The U.S. Environmental Protection Agency announced Thursday it is dropping its longstanding plan to have independent scientists review its finding that hydraulic fracturing may be linked to groundwater pollution in central Wyoming.
The EPA is standing by its findings, but state officials will lead further investigation into the pollution in the Pavillion area. The area has been a focus of the debate over whether fracking can pollute groundwater ever since the EPA’s initial report came out in late 2011.
“We stand behind our work and the data, but EPA recognizes the state’s commitment to further investigation,” said agency spokesman Tom Reynolds in Washington, D.C. The EPA will let state officials carry on the investigation with the federal agency’s support, he said.
Wyoming officials have been skeptical about the theory that fracking played a role in the pollution at Pavillion, but Reynolds expressed confidence the state could lead the work from here. He described the shift as the best way to ensure Pavillion-area residents have a clean source of drinking water.

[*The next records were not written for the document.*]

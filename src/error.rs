//! Error types for the rules engine.
//!
//! None of these are fatal: every variant describes input the caller can
//! correct and retry.

use thiserror::Error;

#[derive(Error, Debug, Clone, PartialEq, Eq)]
pub enum ChessError {
    /// The move is not in the legal-move set of the side to move.
    #[error("Illegal move: {mv}")]
    IllegalMove { mv: String },

    #[error("Invalid square `{0}` (expected a file a-h and a rank 1-8)")]
    InvalidSquare(String),

    /// Coordinate text that is not four/five characters of `<from><to>[promo]`.
    #[error("Invalid move text `{0}` (expected e.g. e2e4 or e7e8q)")]
    InvalidMoveText(String),

    #[error("No {color} piece on {square}")]
    NoPieceToMove { square: String, color: String },

    #[error("Invalid FEN: {0}")]
    InvalidFen(String),

    #[error("Invalid PGN: {0}")]
    InvalidPgn(String),

    #[error("Could not match SAN move `{0}` against the legal moves")]
    UnresolvedSan(String),
}

pub type ChessResult<T> = Result<T, ChessError>;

They’ve also been down this road before.
But in fact, the fracking-poisons-groundwater complaint has largely proven to be overblown. The reality is that many places around the U.S. have naturally occurring methane, and if water wells aren’t properly constructed and sealed, or have aged and become damaged, gas can seep into groundwater. But there is no evidence of a direct link between shale gas drilling and groundwater contamination. Indeed, the Environmental Protection Agency has lately had to retreat from several investigations against energy companies operating in Pennsylvania and Texas, where the agency had alleged that drilling caused groundwater contamination. And EPA administrator Lisa Jackson has recently admitted that there is no evidence that fracking has ever directly polluted groundwater. States such as Pennsylvania, meanwhile, have worked hard in developing regulations to prevent any future contamination by mandating properly sealed drilling wells and proper cement-casing standards for those wells. The Times reports about “radioactive” fracking wastewater were studied by state regulators and other experts, who concluded that the trace amounts of radioactive particles were so small as to be insignificant.
The reality is that the big money climate cultists all put their money on wind and solar, hoping to reap financial rewards from government subsidies to companies that can’t be self-sustaining in the marketplace. They have to be anti-fracking and natural gas because evil capitalists are making money the good old fashioned way: supplying a demand.
And that drives Leftists crazy.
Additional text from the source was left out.